The next day, the brine will look more like watery blood.  That’s a victory.  The duck blood has been replaced, or at least diluted, with the more flavorful brine.  Rinse off the ducks or duck parts, wipe them dry and dispose of the brine.  For added flavor, give them a good rub with your favorite seasoning.  Put your ducks on a rack set in a baking pan and put them in the fridge for an hour or so before smoking.  Whether you plan on smoking, grilling, baking or pan-frying your ducks, I’d highly recommend using this same brining process.  Brined ducks will always taste better.  Really.
Fire up the smoker to 150 to 175 degrees and place the meat on racks or hooks.  This lower temperature will result in meat which is smokier with the coveted reddish smoke ring around the edges of the meat.  For boneless duck breasts, it will take about 2 – 3 hours for medium-rare or roughly 135 degrees internal temperature.  If you prefer a dry, tough, chewy hunk of smoked duck, keep smoking for another couple of hours until the thermometer reads 170 degrees.  I suppose it’s necessary to mention the type of wood best suited for smoking waterfowl.  While I prefer fruit woods for just about any smoking of fish, poultry and meat, I do occasionally use more forward flavored woods like hickory, mesquite and oak.

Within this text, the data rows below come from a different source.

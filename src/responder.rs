use crate::error::StoreError;
use crate::store::ChallengeStore;
use http::StatusCode;
use tracing::{debug, error, info, warn};

pub const NOT_FOUND_BODY: &str = "Challenge not found";
pub const RATE_LIMITED_BODY: &str = "Please try again soon";
pub const INTERNAL_ERROR_BODY: &str = "Unexpected error";

#[derive(Debug, Clone, PartialEq, Eq)]
pub struct ChallengeResponse {
    pub status: StatusCode,
    pub body: String,
}

impl ChallengeResponse {
    fn new(status: StatusCode, body: impl Into<String>) -> Self {
        Self {
            status,
            body: body.into(),
        }
    }
}

/// Answers the CA's HTTP-01 validation request for `token` arriving for `host`.
///
/// The proof is only served when `host` is exactly the domain the challenge was presented
/// for. A mismatch looks the same as an unknown token. Only reads the store.
pub async fn respond(store: &dyn ChallengeStore, host: &str, token: &str) -> ChallengeResponse {
    let challenge = match store.get(token).await {
        Ok(challenge) => challenge,
        Err(StoreError::NotFound) => {
            info!("No challenge stored for token {token}");
            return ChallengeResponse::new(StatusCode::NOT_FOUND, NOT_FOUND_BODY);
        }
        Err(StoreError::RateLimited) => {
            warn!("Challenge store is rate limiting, asking the CA to retry");
            return ChallengeResponse::new(StatusCode::TOO_MANY_REQUESTS, RATE_LIMITED_BODY);
        }
        Err(err) => {
            error!("Reading challenge {token} failed: {err}");
            return ChallengeResponse::new(StatusCode::INTERNAL_SERVER_ERROR, INTERNAL_ERROR_BODY);
        }
    };

    if challenge.domain != host {
        debug!(
            "Token {token} belongs to {}, but the request was for {host}",
            challenge.domain
        );
        return ChallengeResponse::new(StatusCode::NOT_FOUND, NOT_FOUND_BODY);
    }

    info!("Serving challenge {token} for {host}");
    ChallengeResponse::new(StatusCode::OK, challenge.key_auth)
}
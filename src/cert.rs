use anyhow::{Context, Error, bail};
use std::io::{BufRead, Cursor, Seek};
use tracing::warn;
use x509_parser::extensions::{GeneralName, ParsedExtension};
use x509_parser::pem::Pem;
use x509_parser::prelude::FromDer;

const PEM_CERTIFICATE_TAG: &str = "CERTIFICATE";
const END_CERTIFICATE: &str = "-----END CERTIFICATE-----";

/// The maximum number of certificates we will parse in a PEM-array of certificates by default
const DEFAULT_MAX_CERTIFICATE_CHAIN_LENGTH: usize = 100;

/// Splits a PEM bundle into its leaf (the first complete certificate block) and whatever
/// follows it. Some CAs hand out the whole chain where a single certificate was asked for.
pub fn split_leaf(bundle: &str) -> Result<(&str, &str), Error> {
    let Some(end) = bundle.find(END_CERTIFICATE) else {
        bail!("PEM bundle does not contain a certificate");
    };
    let (leaf, remainder) = bundle.split_at(end + END_CERTIFICATE.len());
    let leaf = leaf.trim_start();
    let parsed = pem::parse(leaf).context("Leaf certificate is not valid PEM")?;
    if parsed.tag() != PEM_CERTIFICATE_TAG {
        bail!(
            "Expected a {PEM_CERTIFICATE_TAG} block as first PEM entry, found {}",
            parsed.tag()
        );
    }
    Ok((leaf, remainder.trim()))
}

/// Determines the leaf certificate and issuer chain to hand to the trust store.
///
/// A separately supplied chain always wins, and anything bundled after the leaf is discarded.
/// Without one, the bundle remainder (if any) becomes the chain.
pub fn leaf_and_chain(certificate: &str, chain: Option<&str>) -> Result<(String, Option<String>), Error> {
    let (leaf, remainder) = split_leaf(certificate)?;
    let chain = match chain {
        Some(chain) if !chain.trim().is_empty() => Some(chain.to_string()),
        _ if !remainder.is_empty() => Some(remainder.to_string()),
        _ => None,
    };
    Ok((leaf.to_string(), chain))
}

pub fn load_certificates_from_memory<B: AsRef<[u8]>>(
    pem_bytes: B,
    limit: Option<usize>,
) -> anyhow::Result<Vec<ParsedX509Certificate>> {
    let reader = Cursor::new(pem_bytes);
    load_certificates_from_reader(reader, limit)
}

fn load_certificates_from_reader<R: BufRead + Seek>(
    reader: R,
    limit: Option<usize>,
) -> anyhow::Result<Vec<ParsedX509Certificate>> {
    let mut certificates = Vec::new();
    for pem in
        Pem::iter_from_reader(reader).take(limit.unwrap_or(DEFAULT_MAX_CERTIFICATE_CHAIN_LENGTH))
    {
        let pem = pem.context("Reading PEM block failed")?;
        let parsed_x509 = ParsedX509Certificate::try_from(pem.contents)?;
        certificates.push(parsed_x509);
    }
    Ok(certificates)
}

#[derive(Debug, Clone, PartialEq, Eq)]
pub struct ParsedX509Certificate {
    pub common_name: Option<String>,
    pub validity: Validity,
    pub dns_names: Vec<String>,
}

impl TryFrom<Vec<u8>> for ParsedX509Certificate {
    type Error = Error;

    fn try_from(der_bytes: Vec<u8>) -> anyhow::Result<ParsedX509Certificate> {
        let (_extra_bytes, cert) = x509_parser::certificate::X509Certificate::from_der(&der_bytes)
            .context("Reading X.509 structure: Decoding DER failed")?;
        let common_name = cert
            .subject
            .iter_common_name()
            .next()
            .and_then(|cn| cn.as_str().ok())
            .map(str::to_string);
        let validity = (&cert.validity).into();
        let mut dns_names = Vec::new();
        for extension in cert.extensions() {
            if let ParsedExtension::SubjectAlternativeName(san) = extension.parsed_extension() {
                for general_name in &san.general_names {
                    match general_name {
                        GeneralName::DNSName(dns_name) => dns_names.push((*dns_name).to_string()),
                        unsupported => {
                            warn!("Ignoring unsupported general name {unsupported} in certificate");
                        }
                    }
                }
            }
        }
        Ok(Self {
            common_name,
            validity,
            dns_names,
        })
    }
}

impl ParsedX509Certificate {
    /// The name a certificate manager lists this certificate under: the first DNS SAN,
    /// falling back to the subject common name.
    pub fn primary_domain(&self) -> Option<&str> {
        self.dns_names
            .first()
            .or(self.common_name.as_ref())
            .map(String::as_str)
    }
}

#[derive(Clone, Debug, PartialEq, Eq)]
pub struct Validity {
    pub not_before: time::OffsetDateTime,
    pub not_after: time::OffsetDateTime,
}

impl From<&x509_parser::certificate::Validity> for Validity {
    fn from(value: &x509_parser::certificate::Validity) -> Self {
        Self {
            not_before: value.not_before.to_datetime(),
            not_after: value.not_after.to_datetime(),
        }
    }
}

Now, there are those smoker aficionados who will take issue with this simplified explanation of how to smoke meats.  Ignore them.  After a batch or two, you’ll have a pretty good idea about whether you want to adjust smoking times, brines or dry cures.  Dry cures?  Combine equal parts salt and sugar and rub it into the meat instead of using a wet brine.  Wrap with plastic and refrigerate overnight.  Follow the same steps after removing meat from the brine.  Again, not complicated.

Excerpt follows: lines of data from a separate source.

use crate::error::StoreError;
use crate::store::{Challenge, ChallengeStore};
use anyhow::anyhow;
use async_trait::async_trait;
use aws_sdk_dynamodb::Client;
use aws_sdk_dynamodb::error::{ProvideErrorMetadata, SdkError};
use aws_sdk_dynamodb::types::AttributeValue;
use std::collections::HashMap;
use std::fmt::{Debug, Display, Formatter};
use tracing::{debug, error};

const COLUMN_DOMAIN: &str = "domain";
const COLUMN_KEY_AUTH: &str = "keyAuth";
/// Partition key of the table
const COLUMN_TOKEN: &str = "token";

/// Error codes DynamoDB uses to signal throughput exhaustion
const RATE_LIMIT_ERROR_CODES: [&str; 3] = [
    "ProvisionedThroughputExceededException",
    "RequestLimitExceeded",
    "ThrottlingException",
];
const NOT_FOUND_ERROR_CODE: &str = "ResourceNotFoundException";

/// [`ChallengeStore`] backed by a DynamoDB table with a string partition key `token`.
#[derive(Debug, Clone)]
pub struct DynamoDbStore {
    client: Client,
    table: String,
}

impl DynamoDbStore {
    pub fn new(client: Client, table: impl Into<String>) -> Self {
        Self {
            client,
            table: table.into(),
        }
    }
}

#[async_trait]
impl ChallengeStore for DynamoDbStore {
    async fn put(&self, challenge: &Challenge) -> Result<(), StoreError> {
        self.client
            .put_item()
            .table_name(&self.table)
            .item(COLUMN_DOMAIN, AttributeValue::S(challenge.domain.clone()))
            .item(COLUMN_TOKEN, AttributeValue::S(challenge.token.clone()))
            .item(COLUMN_KEY_AUTH, AttributeValue::S(challenge.key_auth.clone()))
            .send()
            .await
            .map_err(|e| store_error(e, Operation::Put))?;
        Ok(())
    }

    async fn get(&self, token: &str) -> Result<Challenge, StoreError> {
        // The writer ran in another process moments ago; an eventually consistent read may not see it yet.
        let output = self
            .client
            .get_item()
            .table_name(&self.table)
            .key(COLUMN_TOKEN, AttributeValue::S(token.to_string()))
            .consistent_read(true)
            .send()
            .await
            .map_err(|e| store_error(e, Operation::Get))?;
        let item = output.item().ok_or(StoreError::NotFound)?;
        Ok(Challenge::new(
            string_attribute(item, COLUMN_DOMAIN)?,
            token,
            string_attribute(item, COLUMN_KEY_AUTH)?,
        ))
    }

    async fn delete(&self, token: &str) -> Result<(), StoreError> {
        self.client
            .delete_item()
            .table_name(&self.table)
            .key(COLUMN_TOKEN, AttributeValue::S(token.to_string()))
            .send()
            .await
            .map_err(|e| store_error(e, Operation::Delete))?;
        Ok(())
    }
}

fn string_attribute(
    item: &HashMap<String, AttributeValue>,
    column: &str,
) -> Result<String, StoreError> {
    item.get(column)
        .and_then(|value| value.as_s().ok())
        .cloned()
        .ok_or_else(|| {
            StoreError::Backend(anyhow!(
                "Stored challenge is missing string attribute {column}"
            ))
        })
}

#[derive(Debug, Clone, Copy, PartialEq, Eq)]
enum Operation {
    Put,
    Get,
    Delete,
}

impl Display for Operation {
    fn fmt(&self, f: &mut Formatter<'_>) -> std::fmt::Result {
        match self {
            Operation::Put => write!(f, "PutItem"),
            Operation::Get => write!(f, "GetItem"),
            Operation::Delete => write!(f, "DeleteItem"),
        }
    }
}

#[derive(Debug, Clone, Copy, PartialEq, Eq)]
enum ErrorClass {
    RateLimited,
    NotFound,
    Other,
}

/// Only a lookup may treat a missing table as a missing challenge. Writes and deletes against
/// a missing table are misconfiguration.
fn classify_error_code(code: Option<&str>, operation: Operation) -> ErrorClass {
    match code {
        Some(code) if RATE_LIMIT_ERROR_CODES.contains(&code) => ErrorClass::RateLimited,
        Some(NOT_FOUND_ERROR_CODE) if operation == Operation::Get => ErrorClass::NotFound,
        _ => ErrorClass::Other,
    }
}

fn store_error<E, R>(err: SdkError<E, R>, operation: Operation) -> StoreError
where
    E: ProvideErrorMetadata + std::error::Error + Send + Sync + 'static,
    R: Debug + Send + Sync + 'static,
{
    let code = err
        .as_service_error()
        .and_then(|service_error| service_error.code())
        .map(str::to_string);
    debug!("DynamoDB {operation} failed with error code {code:?}");
    match classify_error_code(code.as_deref(), operation) {
        ErrorClass::RateLimited => StoreError::RateLimited,
        ErrorClass::NotFound => StoreError::NotFound,
        ErrorClass::Other => {
            error!("DynamoDB {operation} failed: {err}");
            StoreError::Backend(err.into())
        }
    }
}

Smokers come in all shapes in sizes from the Green Egg to the more traditional rectangular-shaped boxes.  My personal preference is the Bradley Digital Smoker.  I feel obliged to note that Bradley is a sponsor of my television show, but that doesn’t minimize the fact that it has a digital control panel that allows you to program how long you smoke and at what temperature.  Fire it up, check back in a few hours and your ducks are done.  Shop around and find a smoker that fits your budget and lifestyle.  If you like smoked fish, oysters, chicken, ribs, pork shoulder, brisket, venison and think that you’ll use your smoker often, plan on spending a little more for a unit that will last for several years.  If you’re fairly handy, you can also make a pretty good, but not necessarily good looking smoker out of an old refrigerator or metal drum.  I’ve been there and prefer the store-bought models best.  Less guesswork on time, temperature and smoke and, most importantly, my wife doesn’t complain about the old refrigerator in the backyard.